===== Dataset records =====

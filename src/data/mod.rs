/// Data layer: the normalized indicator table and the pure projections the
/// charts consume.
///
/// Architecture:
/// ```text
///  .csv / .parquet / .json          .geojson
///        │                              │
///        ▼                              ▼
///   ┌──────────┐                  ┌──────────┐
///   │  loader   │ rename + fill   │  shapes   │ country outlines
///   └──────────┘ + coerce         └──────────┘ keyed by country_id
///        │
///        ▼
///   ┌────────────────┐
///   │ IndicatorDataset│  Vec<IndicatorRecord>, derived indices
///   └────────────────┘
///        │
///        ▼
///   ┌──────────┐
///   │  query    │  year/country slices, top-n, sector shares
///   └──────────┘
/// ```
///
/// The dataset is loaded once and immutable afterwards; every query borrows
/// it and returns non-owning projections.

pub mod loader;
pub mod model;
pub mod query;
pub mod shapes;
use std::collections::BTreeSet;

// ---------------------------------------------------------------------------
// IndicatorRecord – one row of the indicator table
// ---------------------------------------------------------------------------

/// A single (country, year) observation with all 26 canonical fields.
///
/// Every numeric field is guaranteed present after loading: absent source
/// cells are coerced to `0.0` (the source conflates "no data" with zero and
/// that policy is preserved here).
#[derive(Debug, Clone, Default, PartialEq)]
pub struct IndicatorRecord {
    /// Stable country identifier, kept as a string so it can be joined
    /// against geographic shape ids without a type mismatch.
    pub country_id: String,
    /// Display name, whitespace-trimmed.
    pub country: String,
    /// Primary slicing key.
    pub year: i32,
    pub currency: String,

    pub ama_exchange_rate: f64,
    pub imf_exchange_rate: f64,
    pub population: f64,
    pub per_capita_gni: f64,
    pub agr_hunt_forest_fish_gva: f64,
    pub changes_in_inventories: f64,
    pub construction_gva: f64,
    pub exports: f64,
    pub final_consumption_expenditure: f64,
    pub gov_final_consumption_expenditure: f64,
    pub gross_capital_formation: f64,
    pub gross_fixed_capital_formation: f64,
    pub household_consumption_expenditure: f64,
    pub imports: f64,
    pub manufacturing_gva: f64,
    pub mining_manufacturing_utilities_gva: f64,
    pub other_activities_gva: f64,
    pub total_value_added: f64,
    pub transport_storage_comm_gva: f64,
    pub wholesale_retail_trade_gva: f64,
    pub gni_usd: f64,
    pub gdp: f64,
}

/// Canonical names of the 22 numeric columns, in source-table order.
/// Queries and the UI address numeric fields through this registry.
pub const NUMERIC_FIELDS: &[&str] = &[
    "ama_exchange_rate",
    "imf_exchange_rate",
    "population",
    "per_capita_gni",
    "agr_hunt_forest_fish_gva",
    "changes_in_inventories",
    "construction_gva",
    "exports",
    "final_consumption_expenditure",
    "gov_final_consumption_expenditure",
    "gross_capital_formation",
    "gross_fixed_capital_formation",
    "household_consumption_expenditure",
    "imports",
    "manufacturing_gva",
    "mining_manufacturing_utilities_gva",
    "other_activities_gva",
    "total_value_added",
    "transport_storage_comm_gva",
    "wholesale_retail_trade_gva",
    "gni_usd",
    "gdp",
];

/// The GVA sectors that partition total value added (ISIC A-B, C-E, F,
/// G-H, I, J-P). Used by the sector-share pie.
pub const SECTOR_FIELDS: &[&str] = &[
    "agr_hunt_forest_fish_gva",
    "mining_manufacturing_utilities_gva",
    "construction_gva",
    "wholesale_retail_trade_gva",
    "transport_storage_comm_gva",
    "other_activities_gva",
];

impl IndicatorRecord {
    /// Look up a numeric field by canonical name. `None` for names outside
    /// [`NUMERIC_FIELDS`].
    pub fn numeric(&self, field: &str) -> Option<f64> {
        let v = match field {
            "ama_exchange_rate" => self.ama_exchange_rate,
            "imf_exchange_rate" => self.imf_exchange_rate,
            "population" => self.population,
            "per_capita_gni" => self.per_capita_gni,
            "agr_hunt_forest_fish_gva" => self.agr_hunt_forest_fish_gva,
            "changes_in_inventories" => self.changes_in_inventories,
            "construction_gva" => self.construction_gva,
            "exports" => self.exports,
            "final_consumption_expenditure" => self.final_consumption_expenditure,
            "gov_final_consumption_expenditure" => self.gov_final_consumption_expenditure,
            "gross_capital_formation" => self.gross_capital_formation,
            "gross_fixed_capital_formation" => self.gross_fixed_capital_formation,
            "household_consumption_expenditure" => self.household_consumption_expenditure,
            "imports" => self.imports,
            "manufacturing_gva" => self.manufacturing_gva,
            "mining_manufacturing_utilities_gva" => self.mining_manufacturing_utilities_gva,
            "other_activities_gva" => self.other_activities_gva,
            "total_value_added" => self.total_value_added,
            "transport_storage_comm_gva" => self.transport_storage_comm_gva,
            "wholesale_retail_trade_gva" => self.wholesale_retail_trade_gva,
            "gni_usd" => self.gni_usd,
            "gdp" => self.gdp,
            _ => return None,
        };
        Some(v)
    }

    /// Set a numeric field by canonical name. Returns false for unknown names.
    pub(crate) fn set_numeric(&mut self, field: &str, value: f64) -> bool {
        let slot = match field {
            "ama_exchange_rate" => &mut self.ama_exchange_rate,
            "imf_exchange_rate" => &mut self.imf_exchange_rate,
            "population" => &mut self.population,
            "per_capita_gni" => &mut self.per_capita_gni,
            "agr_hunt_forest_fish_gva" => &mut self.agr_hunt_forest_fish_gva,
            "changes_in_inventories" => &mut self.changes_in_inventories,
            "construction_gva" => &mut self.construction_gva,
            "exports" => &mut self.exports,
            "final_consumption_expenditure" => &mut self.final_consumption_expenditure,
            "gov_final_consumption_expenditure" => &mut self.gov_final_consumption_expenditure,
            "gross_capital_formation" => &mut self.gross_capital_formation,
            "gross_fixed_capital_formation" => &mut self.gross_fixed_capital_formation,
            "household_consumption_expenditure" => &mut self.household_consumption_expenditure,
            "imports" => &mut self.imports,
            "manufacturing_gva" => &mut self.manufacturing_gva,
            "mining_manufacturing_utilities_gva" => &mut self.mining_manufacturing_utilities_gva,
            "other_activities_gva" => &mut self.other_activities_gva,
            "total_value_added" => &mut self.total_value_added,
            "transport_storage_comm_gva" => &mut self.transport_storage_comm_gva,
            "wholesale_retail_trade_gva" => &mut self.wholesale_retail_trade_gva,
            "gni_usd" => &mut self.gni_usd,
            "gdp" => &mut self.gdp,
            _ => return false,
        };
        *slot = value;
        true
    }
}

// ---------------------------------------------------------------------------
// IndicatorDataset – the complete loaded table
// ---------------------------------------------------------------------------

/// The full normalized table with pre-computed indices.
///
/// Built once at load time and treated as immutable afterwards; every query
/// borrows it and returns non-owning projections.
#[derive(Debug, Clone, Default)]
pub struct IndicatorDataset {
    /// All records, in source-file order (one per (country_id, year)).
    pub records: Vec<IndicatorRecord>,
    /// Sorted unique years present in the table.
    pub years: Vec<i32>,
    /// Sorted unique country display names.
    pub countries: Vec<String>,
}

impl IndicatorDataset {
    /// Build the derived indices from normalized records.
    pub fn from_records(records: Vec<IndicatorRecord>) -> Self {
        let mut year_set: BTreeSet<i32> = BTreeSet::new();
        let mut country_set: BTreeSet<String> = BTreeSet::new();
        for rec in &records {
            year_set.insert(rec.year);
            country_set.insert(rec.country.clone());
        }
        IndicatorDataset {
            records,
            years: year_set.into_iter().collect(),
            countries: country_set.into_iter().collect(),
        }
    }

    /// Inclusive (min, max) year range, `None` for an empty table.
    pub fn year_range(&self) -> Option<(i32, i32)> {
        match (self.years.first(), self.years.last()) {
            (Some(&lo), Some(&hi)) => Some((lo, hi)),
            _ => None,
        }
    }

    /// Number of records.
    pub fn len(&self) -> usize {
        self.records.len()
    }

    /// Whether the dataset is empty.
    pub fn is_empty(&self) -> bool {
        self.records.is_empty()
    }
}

=====

About this task:
Transcribe the records above exactly, beginning at the line that contains "year_set.insert(rec.year);" and ending with the line that contains "pub fn year_range(&self)", both included, and nothing else.

Exercise output:
            year_set.insert(rec.year);
            country_set.insert(rec.country.clone());
        }
        IndicatorDataset {
            records,
            years: year_set.into_iter().collect(),
            countries: country_set.into_iter().collect(),
        }
    }

    /// Inclusive (min, max) year range, `None` for an empty table.
    pub fn year_range(&self) -> Option<(i32, i32)> {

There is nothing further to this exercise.